-------- Records supplied --------

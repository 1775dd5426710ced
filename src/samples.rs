//! Loading of raw sample files: native-endian `f32`, no header.

use std::fmt;
use std::fs::File;
use std::io::{self, Read, Seek, SeekFrom};
use std::mem::size_of;
use std::path::{Path, PathBuf};

use log::{info, warn};

const SAMPLE_BYTES: u64 = size_of::<f32>() as u64;

#[derive(Debug)]
pub enum LoadError {
    Open { path: PathBuf, source: io::Error },
    Read(io::Error),
    /// Fewer samples were available than the grid needs.
    Short { wanted: u64, got: u64 },
}

impl fmt::Display for LoadError {
    fn fmt(&self, f: &mut fmt::Formatter<'_>) -> fmt::Result {
        match self {
            LoadError::Open { path, source } => write!(f, "cannot open {}: {}", path.display(), source),
            LoadError::Read(e) => write!(f, "error reading samples: {}", e),
            LoadError::Short { wanted, got } => write!(
                f,
                "sample file smaller than given dimensions: need {} samples, found {}",
                wanted, got
            ),
        }
    }
}

impl std::error::Error for LoadError {
    fn source(&self) -> Option<&(dyn std::error::Error + 'static)> {
        match self {
            LoadError::Open { source, .. } => Some(source),
            LoadError::Read(e) => Some(e),
            LoadError::Short { .. } => None,
        }
    }
}

/// Reads exactly `count` samples from the front of `reader`.
///
/// Anything after them is left unread. Running out early is an error; the
/// buffer is never padded.
pub fn from_reader<R: Read>(reader: R, count: u64) -> Result<Vec<f32>, LoadError> {
    let mut bytes = Vec::new();
    reader
        .take(count.saturating_mul(SAMPLE_BYTES))
        .read_to_end(&mut bytes)
        .map_err(LoadError::Read)?;
    let got = bytes.len() as u64 / SAMPLE_BYTES;
    if got < count {
        return Err(LoadError::Short { wanted: count, got });
    }
    Ok(bytes
        .chunks_exact(SAMPLE_BYTES as usize)
        .map(|b| f32::from_ne_bytes([b[0], b[1], b[2], b[3]]))
        .collect())
}

/// Reads `count` samples from the file at `path`, after skipping the first
/// `skip` samples.
pub fn load(path: &Path, count: u64, skip: u64) -> Result<Vec<f32>, LoadError> {
    let open_err = |source| LoadError::Open { path: path.to_path_buf(), source };
    let mut file = File::open(path).map_err(open_err)?;
    let available = file.metadata().map_err(open_err)?.len() / SAMPLE_BYTES;
    if skip > 0 {
        file.seek(SeekFrom::Start(skip.saturating_mul(SAMPLE_BYTES)))
            .map_err(LoadError::Read)?;
    }

    let samples = from_reader(&mut file, count)?;
    info!("Loaded {} samples from {}", samples.len(), path.display());
    let unused = available.saturating_sub(skip).saturating_sub(count);
    if unused > 0 {
        warn!("{} samples after the plotted range are ignored", unused);
    }
    Ok(samples)
}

--------

> **Brief**
Write out the records above exactly as given.

> **Result of the task**
repository 1775dd5426710ced
filename src/samples.rs
//! Loading of raw sample files: native-endian `f32`, no header.

use std::fmt;
use std::fs::File;
use std::io::{self, Read, Seek, SeekFrom};
use std::mem::size_of;
use std::path::{Path, PathBuf};

use log::{info, warn};

const SAMPLE_BYTES: u64 = size_of::<f32>() as u64;

#[derive(Debug)]
pub enum LoadError {
    Open { path: PathBuf, source: io::Error },
    Read(io::Error),
    /// Fewer samples were available than the grid needs.
    Short { wanted: u64, got: u64 },
}

impl fmt::Display for LoadError {
    fn fmt(&self, f: &mut fmt::Formatter<'_>) -> fmt::Result {
        match self {
            LoadError::Open { path, source } => write!(f, "cannot open {}: {}", path.display(), source),
            LoadError::Read(e) => write!(f, "error reading samples: {}", e),
            LoadError::Short { wanted, got } => write!(
                f,
                "sample file smaller than given dimensions: need {} samples, found {}",
                wanted, got
            ),
        }
    }
}

impl std::error::Error for LoadError {
    fn source(&self) -> Option<&(dyn std::error::Error + 'static)> {
        match self {
            LoadError::Open { source, .. } => Some(source),
            LoadError::Read(e) => Some(e),
            LoadError::Short { .. } => None,
        }
    }
}

/// Reads exactly `count` samples from the front of `reader`.
///
/// Anything after them is left unread. Running out early is an error; the
/// buffer is never padded.
pub fn from_reader<R: Read>(reader: R, count: u64) -> Result<Vec<f32>, LoadError> {
    let mut bytes = Vec::new();
    reader
        .take(count.saturating_mul(SAMPLE_BYTES))
        .read_to_end(&mut bytes)
        .map_err(LoadError::Read)?;
    let got = bytes.len() as u64 / SAMPLE_BYTES;
    if got < count {
        return Err(LoadError::Short { wanted: count, got });
    }
    Ok(bytes
        .chunks_exact(SAMPLE_BYTES as usize)
        .map(|b| f32::from_ne_bytes([b[0], b[1], b[2], b[3]]))
        .collect())
}

/// Reads `count` samples from the file at `path`, after skipping the first
/// `skip` samples.
pub fn load(path: &Path, count: u64, skip: u64) -> Result<Vec<f32>, LoadError> {
    let open_err = |source| LoadError::Open { path: path.to_path_buf(), source };
    let mut file = File::open(path).map_err(open_err)?;
    let available = file.metadata().map_err(open_err)?.len() / SAMPLE_BYTES;
    if skip > 0 {
        file.seek(SeekFrom::Start(skip.saturating_mul(SAMPLE_BYTES)))
            .map_err(LoadError::Read)?;
    }

    let samples = from_reader(&mut file, count)?;
    info!("Loaded {} samples from {}", samples.len(), path.display());
    let unused = available.saturating_sub(skip).saturating_sub(count);
    if unused > 0 {
        warn!("{} samples after the plotted range are ignored", unused);
    }
    Ok(samples)
}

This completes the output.